▶ [What to produce]
Your reply must be one number: the count of lines in the data below that contain "filename".

START Data for review

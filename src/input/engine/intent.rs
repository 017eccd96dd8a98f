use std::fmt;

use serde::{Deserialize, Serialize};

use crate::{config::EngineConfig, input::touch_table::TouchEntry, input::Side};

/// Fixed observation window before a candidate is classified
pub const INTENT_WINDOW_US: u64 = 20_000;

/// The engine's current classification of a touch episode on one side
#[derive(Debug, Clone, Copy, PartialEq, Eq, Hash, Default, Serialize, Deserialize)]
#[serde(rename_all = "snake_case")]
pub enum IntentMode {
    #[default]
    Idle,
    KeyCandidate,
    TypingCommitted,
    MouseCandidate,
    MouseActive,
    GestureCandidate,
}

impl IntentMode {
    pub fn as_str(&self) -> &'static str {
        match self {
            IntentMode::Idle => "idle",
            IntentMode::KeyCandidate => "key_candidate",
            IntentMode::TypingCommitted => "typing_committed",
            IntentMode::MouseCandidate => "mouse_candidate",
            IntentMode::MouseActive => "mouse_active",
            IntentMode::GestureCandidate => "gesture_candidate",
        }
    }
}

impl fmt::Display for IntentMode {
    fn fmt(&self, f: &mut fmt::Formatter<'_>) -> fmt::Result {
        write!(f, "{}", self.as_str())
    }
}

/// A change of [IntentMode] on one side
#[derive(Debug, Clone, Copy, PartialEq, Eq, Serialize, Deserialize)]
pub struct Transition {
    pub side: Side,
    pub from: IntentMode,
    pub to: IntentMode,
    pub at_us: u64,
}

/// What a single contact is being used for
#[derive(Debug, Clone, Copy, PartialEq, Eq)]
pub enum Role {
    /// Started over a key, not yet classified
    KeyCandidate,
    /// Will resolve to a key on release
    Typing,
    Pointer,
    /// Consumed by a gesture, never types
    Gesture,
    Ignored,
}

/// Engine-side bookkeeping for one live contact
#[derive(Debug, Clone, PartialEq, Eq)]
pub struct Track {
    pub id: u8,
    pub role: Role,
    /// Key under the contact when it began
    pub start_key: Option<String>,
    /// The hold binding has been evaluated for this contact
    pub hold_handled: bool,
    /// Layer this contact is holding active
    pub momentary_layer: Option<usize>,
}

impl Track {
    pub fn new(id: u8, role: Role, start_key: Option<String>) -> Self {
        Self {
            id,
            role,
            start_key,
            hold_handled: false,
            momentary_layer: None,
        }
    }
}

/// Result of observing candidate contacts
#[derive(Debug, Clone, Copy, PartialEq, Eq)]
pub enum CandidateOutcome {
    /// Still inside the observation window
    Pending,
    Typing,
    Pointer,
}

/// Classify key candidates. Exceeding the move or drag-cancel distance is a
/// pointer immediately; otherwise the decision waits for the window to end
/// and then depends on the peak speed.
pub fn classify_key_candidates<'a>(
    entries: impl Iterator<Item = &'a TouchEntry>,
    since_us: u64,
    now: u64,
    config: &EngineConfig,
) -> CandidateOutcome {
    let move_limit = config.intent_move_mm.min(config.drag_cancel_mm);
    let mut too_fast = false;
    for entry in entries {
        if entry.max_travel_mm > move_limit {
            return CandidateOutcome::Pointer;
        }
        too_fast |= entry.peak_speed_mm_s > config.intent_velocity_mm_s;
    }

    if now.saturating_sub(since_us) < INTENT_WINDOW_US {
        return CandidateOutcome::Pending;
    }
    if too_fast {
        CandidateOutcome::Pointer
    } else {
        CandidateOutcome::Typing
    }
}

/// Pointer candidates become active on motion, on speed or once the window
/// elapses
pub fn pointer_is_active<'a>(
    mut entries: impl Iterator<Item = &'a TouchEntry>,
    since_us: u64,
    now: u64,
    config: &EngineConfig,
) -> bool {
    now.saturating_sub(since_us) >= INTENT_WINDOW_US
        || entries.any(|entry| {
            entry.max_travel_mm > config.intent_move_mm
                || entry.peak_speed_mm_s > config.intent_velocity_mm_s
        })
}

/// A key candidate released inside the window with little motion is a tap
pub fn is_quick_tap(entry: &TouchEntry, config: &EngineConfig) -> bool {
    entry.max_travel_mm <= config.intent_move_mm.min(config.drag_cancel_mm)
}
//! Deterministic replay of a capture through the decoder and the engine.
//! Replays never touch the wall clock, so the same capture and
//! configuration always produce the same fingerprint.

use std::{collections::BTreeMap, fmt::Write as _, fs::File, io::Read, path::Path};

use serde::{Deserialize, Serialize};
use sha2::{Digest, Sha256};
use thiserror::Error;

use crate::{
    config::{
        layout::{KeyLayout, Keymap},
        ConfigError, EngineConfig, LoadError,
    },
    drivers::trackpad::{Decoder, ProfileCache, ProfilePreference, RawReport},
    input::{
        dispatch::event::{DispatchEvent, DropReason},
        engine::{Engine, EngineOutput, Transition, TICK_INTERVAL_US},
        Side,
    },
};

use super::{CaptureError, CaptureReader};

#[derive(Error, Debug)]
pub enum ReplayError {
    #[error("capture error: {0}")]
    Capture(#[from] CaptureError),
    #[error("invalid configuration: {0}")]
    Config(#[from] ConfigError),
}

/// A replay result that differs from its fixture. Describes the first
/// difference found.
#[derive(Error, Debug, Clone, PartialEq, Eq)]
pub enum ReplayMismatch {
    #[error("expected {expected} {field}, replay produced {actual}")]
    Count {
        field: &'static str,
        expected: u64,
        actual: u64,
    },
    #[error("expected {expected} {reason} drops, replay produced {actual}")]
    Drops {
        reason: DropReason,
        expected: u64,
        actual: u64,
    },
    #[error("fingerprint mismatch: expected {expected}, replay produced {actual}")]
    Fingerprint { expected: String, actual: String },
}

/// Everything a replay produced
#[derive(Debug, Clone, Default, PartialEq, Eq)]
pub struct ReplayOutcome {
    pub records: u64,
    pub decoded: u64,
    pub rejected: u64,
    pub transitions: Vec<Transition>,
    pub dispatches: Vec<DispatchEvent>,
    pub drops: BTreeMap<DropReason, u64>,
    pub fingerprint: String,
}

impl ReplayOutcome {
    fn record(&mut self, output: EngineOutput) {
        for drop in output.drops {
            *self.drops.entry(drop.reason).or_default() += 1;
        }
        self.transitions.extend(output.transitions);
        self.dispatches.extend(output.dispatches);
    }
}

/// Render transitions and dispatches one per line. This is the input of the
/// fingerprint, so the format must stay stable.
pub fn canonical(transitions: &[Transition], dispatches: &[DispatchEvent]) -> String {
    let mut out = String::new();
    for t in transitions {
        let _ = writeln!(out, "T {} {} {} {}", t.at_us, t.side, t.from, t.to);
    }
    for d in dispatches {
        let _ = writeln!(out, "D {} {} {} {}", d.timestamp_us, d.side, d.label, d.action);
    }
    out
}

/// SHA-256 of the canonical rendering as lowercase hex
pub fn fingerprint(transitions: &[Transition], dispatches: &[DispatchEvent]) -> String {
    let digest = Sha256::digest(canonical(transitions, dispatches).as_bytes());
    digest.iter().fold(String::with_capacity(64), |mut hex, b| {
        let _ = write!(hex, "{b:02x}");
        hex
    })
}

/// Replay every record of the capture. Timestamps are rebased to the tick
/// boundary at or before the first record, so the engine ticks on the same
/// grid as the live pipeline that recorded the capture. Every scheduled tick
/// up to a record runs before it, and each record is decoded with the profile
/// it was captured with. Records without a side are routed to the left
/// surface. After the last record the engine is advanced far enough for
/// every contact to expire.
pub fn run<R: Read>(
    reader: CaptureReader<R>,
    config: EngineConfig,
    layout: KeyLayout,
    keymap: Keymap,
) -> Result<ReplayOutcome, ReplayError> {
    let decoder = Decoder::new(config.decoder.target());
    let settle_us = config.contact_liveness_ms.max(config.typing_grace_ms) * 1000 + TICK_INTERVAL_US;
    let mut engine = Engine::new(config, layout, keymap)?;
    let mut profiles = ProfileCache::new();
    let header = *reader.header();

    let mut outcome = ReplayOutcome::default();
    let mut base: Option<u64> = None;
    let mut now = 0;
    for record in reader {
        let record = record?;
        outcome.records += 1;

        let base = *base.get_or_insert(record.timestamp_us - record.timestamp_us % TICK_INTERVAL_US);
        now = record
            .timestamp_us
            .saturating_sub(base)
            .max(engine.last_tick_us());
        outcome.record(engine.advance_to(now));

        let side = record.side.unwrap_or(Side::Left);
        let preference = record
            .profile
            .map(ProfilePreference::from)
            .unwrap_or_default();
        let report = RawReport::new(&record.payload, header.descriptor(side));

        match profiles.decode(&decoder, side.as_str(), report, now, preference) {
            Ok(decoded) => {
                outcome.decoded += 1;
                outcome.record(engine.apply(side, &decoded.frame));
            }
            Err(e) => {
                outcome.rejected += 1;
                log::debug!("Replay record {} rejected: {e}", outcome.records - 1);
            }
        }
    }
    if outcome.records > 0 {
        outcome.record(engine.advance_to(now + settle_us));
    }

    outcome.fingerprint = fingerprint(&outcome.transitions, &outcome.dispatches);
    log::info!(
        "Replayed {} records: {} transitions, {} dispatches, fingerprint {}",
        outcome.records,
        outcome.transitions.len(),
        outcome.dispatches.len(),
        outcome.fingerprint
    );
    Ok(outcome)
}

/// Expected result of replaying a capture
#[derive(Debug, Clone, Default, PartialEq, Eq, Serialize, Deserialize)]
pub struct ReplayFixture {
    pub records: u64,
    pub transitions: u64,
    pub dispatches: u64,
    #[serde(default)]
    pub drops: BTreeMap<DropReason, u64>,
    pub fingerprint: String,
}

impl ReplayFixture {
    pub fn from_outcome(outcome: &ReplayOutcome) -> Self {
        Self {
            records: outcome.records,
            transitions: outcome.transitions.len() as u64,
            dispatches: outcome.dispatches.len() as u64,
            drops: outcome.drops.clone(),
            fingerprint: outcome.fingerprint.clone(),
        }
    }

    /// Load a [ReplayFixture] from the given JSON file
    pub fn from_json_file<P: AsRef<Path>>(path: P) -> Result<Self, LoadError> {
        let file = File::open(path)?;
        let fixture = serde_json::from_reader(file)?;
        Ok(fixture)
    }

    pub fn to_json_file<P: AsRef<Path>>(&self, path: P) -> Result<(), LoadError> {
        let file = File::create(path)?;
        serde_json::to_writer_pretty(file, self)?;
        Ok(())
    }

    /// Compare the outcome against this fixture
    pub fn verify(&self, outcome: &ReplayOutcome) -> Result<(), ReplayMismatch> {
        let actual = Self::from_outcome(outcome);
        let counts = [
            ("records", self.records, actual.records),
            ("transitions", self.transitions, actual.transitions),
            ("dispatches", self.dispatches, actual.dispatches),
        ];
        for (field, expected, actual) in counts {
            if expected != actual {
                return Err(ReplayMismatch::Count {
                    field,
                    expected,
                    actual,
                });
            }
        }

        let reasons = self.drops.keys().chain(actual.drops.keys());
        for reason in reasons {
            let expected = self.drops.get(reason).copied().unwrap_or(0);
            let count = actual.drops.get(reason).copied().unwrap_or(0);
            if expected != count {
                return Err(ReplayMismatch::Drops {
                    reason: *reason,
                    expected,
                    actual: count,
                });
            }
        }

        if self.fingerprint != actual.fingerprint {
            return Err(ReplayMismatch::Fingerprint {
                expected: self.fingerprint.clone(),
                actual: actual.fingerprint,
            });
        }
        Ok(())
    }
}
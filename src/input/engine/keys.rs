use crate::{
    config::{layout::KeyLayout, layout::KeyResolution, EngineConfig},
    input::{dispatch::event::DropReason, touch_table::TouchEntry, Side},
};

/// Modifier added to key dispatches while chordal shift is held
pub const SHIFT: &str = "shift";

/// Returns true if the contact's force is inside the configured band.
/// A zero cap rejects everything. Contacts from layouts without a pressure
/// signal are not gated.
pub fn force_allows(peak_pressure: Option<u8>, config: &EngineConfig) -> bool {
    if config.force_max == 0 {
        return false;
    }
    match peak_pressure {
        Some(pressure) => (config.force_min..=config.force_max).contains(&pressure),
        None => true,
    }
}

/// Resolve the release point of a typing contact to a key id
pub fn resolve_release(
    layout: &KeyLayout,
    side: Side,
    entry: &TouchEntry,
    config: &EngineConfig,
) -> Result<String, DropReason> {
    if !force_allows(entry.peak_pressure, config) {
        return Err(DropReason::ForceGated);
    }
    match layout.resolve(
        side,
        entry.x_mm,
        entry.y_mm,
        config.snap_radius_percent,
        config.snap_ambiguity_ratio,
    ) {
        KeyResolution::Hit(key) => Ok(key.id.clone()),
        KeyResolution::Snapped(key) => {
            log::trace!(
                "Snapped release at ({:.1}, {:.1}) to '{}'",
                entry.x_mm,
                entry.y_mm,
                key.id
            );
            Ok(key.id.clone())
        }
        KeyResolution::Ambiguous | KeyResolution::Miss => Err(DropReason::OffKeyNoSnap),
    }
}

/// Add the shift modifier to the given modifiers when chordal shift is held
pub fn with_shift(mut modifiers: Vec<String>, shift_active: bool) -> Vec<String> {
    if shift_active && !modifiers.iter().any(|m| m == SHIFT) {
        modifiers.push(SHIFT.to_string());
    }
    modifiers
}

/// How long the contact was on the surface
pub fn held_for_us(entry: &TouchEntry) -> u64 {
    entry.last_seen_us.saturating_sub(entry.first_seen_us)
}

END Data for review

▶ [Written solution]
2